Exercise =
Give back the entries below verbatim.

Data records
►

#![cfg_attr(feature = "fail-on-warnings", deny(warnings))]
#![warn(clippy::all, clippy::pedantic, clippy::nursery, clippy::cargo)]
#![allow(clippy::multiple_crate_versions, clippy::cargo_common_metadata)]

//! Binary entry point for the quarter map API server.

#[actix_web::main]
async fn main() -> std::io::Result<()> {
    pretty_env_logger::init_custom_env("RUST_LOG");

    quarter_map_server::run_server().await
}
//! HTTP handler functions for the quarter map API.

use actix_web::{HttpResponse, web};
use quarter_map_pipeline::stats::batch_stats;
use quarter_map_server_models::{
    ApiHealth, ApiLoadResult, ApiQuarters, ApiSourceInfo, ApiStats, ApiVisibility,
    LoadQueryParams, batch_to_feature_collection,
};
use quarter_map_source::registry;

use crate::AppState;

/// `GET /api/health`
pub async fn health() -> HttpResponse {
    HttpResponse::Ok().json(ApiHealth {
        healthy: true,
        version: env!("CARGO_PKG_VERSION").to_string(),
    })
}

/// `GET /api/sources`
///
/// Lists all registered quarter data sources.
pub async fn sources() -> HttpResponse {
    let sources: Vec<ApiSourceInfo> = registry::all_sources().iter().map(Into::into).collect();
    HttpResponse::Ok().json(sources)
}

/// `POST /api/sources/{id}/load`
///
/// Fetches and normalizes a source, stores the batch in the session,
/// and returns counts and statistics. A batch with zero surviving
/// quarters is stored as-is and flagged with a warning for the caller
/// to surface.
pub async fn load(
    state: web::Data<AppState>,
    path: web::Path<String>,
    params: web::Query<LoadQueryParams>,
) -> HttpResponse {
    let id = path.into_inner();

    let Some(source) = registry::find_source(&id) else {
        return HttpResponse::NotFound().json(serde_json::json!({
            "error": format!("Unknown source: {id}")
        }));
    };

    match quarter_map_source::load_source(&state.client, &source, params.limit).await {
        Ok(batch) => {
            let warning = batch.is_empty().then(|| {
                "No quarters survived normalization; check the source's coordinate format"
                    .to_owned()
            });

            let result = ApiLoadResult {
                source_id: source.id.clone(),
                counts: batch.counts.into(),
                stats: batch_stats(&batch.features).into(),
                bbox: batch.bounding_rect(),
                warning,
            };

            let mut session = state.session.write().await;
            session.source = Some(source);
            session.batch = Some(batch);

            HttpResponse::Ok().json(result)
        }
        Err(e) => {
            log::error!("Failed to load source {id}: {e}");
            HttpResponse::InternalServerError().json(serde_json::json!({
                "error": "Failed to load source"
            }))
        }
    }
}

/// `GET /api/quarters`
///
/// Returns the loaded quarters as a `GeoJSON` `FeatureCollection`
/// together with the layer-visibility flag.
pub async fn quarters(state: web::Data<AppState>) -> HttpResponse {
    let session = state.session.read().await;

    let Some(batch) = session.batch.as_ref() else {
        return HttpResponse::NotFound().json(serde_json::json!({
            "error": "No dataset loaded"
        }));
    };

    HttpResponse::Ok().json(ApiQuarters {
        visible: session.visible,
        bbox: batch.bounding_rect(),
        quarters: batch_to_feature_collection(batch),
    })
}

/// `GET /api/stats`
///
/// Returns aggregates over the loaded batch.
pub async fn stats(state: web::Data<AppState>) -> HttpResponse {
    let session = state.session.read().await;

    let Some(batch) = session.batch.as_ref() else {
        return HttpResponse::NotFound().json(serde_json::json!({
            "error": "No dataset loaded"
        }));
    };

    HttpResponse::Ok().json(ApiStats::from(batch_stats(&batch.features)))
}

/// `POST /api/clear`
///
/// Drops the loaded batch and selected source from the session.
pub async fn clear(state: web::Data<AppState>) -> HttpResponse {
    let mut session = state.session.write().await;
    session.source = None;
    session.batch = None;

    HttpResponse::Ok().json(serde_json::json!({ "cleared": true }))
}

/// `POST /api/visibility`
///
/// Sets the layer-visibility flag.
pub async fn visibility(
    state: web::Data<AppState>,
    body: web::Json<ApiVisibility>,
) -> HttpResponse {
    let mut session = state.session.write().await;
    session.visible = body.visible;

    HttpResponse::Ok().json(*body)
}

◄

Your solution =
#![cfg_attr(feature = "fail-on-warnings", deny(warnings))]
#![warn(clippy::all, clippy::pedantic, clippy::nursery, clippy::cargo)]
#![allow(clippy::multiple_crate_versions, clippy::cargo_common_metadata)]

//! Binary entry point for the quarter map API server.

#[actix_web::main]
async fn main() -> std::io::Result<()> {
    pretty_env_logger::init_custom_env("RUST_LOG");

    quarter_map_server::run_server().await
}
//! HTTP handler functions for the quarter map API.

use actix_web::{HttpResponse, web};
use quarter_map_pipeline::stats::batch_stats;
use quarter_map_server_models::{
    ApiHealth, ApiLoadResult, ApiQuarters, ApiSourceInfo, ApiStats, ApiVisibility,
    LoadQueryParams, batch_to_feature_collection,
};
use quarter_map_source::registry;

use crate::AppState;

/// `GET /api/health`
pub async fn health() -> HttpResponse {
    HttpResponse::Ok().json(ApiHealth {
        healthy: true,
        version: env!("CARGO_PKG_VERSION").to_string(),
    })
}

/// `GET /api/sources`
///
/// Lists all registered quarter data sources.
pub async fn sources() -> HttpResponse {
    let sources: Vec<ApiSourceInfo> = registry::all_sources().iter().map(Into::into).collect();
    HttpResponse::Ok().json(sources)
}

/// `POST /api/sources/{id}/load`
///
/// Fetches and normalizes a source, stores the batch in the session,
/// and returns counts and statistics. A batch with zero surviving
/// quarters is stored as-is and flagged with a warning for the caller
/// to surface.
pub async fn load(
    state: web::Data<AppState>,
    path: web::Path<String>,
    params: web::Query<LoadQueryParams>,
) -> HttpResponse {
    let id = path.into_inner();

    let Some(source) = registry::find_source(&id) else {
        return HttpResponse::NotFound().json(serde_json::json!({
            "error": format!("Unknown source: {id}")
        }));
    };

    match quarter_map_source::load_source(&state.client, &source, params.limit).await {
        Ok(batch) => {
            let warning = batch.is_empty().then(|| {
                "No quarters survived normalization; check the source's coordinate format"
                    .to_owned()
            });

            let result = ApiLoadResult {
                source_id: source.id.clone(),
                counts: batch.counts.into(),
                stats: batch_stats(&batch.features).into(),
                bbox: batch.bounding_rect(),
                warning,
            };

            let mut session = state.session.write().await;
            session.source = Some(source);
            session.batch = Some(batch);

            HttpResponse::Ok().json(result)
        }
        Err(e) => {
            log::error!("Failed to load source {id}: {e}");
            HttpResponse::InternalServerError().json(serde_json::json!({
                "error": "Failed to load source"
            }))
        }
    }
}

/// `GET /api/quarters`
///
/// Returns the loaded quarters as a `GeoJSON` `FeatureCollection`
/// together with the layer-visibility flag.
pub async fn quarters(state: web::Data<AppState>) -> HttpResponse {
    let session = state.session.read().await;

    let Some(batch) = session.batch.as_ref() else {
        return HttpResponse::NotFound().json(serde_json::json!({
            "error": "No dataset loaded"
        }));
    };

    HttpResponse::Ok().json(ApiQuarters {
        visible: session.visible,
        bbox: batch.bounding_rect(),
        quarters: batch_to_feature_collection(batch),
    })
}

/// `GET /api/stats`
///
/// Returns aggregates over the loaded batch.
pub async fn stats(state: web::Data<AppState>) -> HttpResponse {
    let session = state.session.read().await;

    let Some(batch) = session.batch.as_ref() else {
        return HttpResponse::NotFound().json(serde_json::json!({
            "error": "No dataset loaded"
        }));
    };

    HttpResponse::Ok().json(ApiStats::from(batch_stats(&batch.features)))
}

/// `POST /api/clear`
///
/// Drops the loaded batch and selected source from the session.
pub async fn clear(state: web::Data<AppState>) -> HttpResponse {
    let mut session = state.session.write().await;
    session.source = None;
    session.batch = None;

    HttpResponse::Ok().json(serde_json::json!({ "cleared": true }))
}

/// `POST /api/visibility`
///
/// Sets the layer-visibility flag.
pub async fn visibility(
    state: web::Data<AppState>,
    body: web::Json<ApiVisibility>,
) -> HttpResponse {
    let mut session = state.session.write().await;
    session.visible = body.visible;

    HttpResponse::Ok().json(*body)
}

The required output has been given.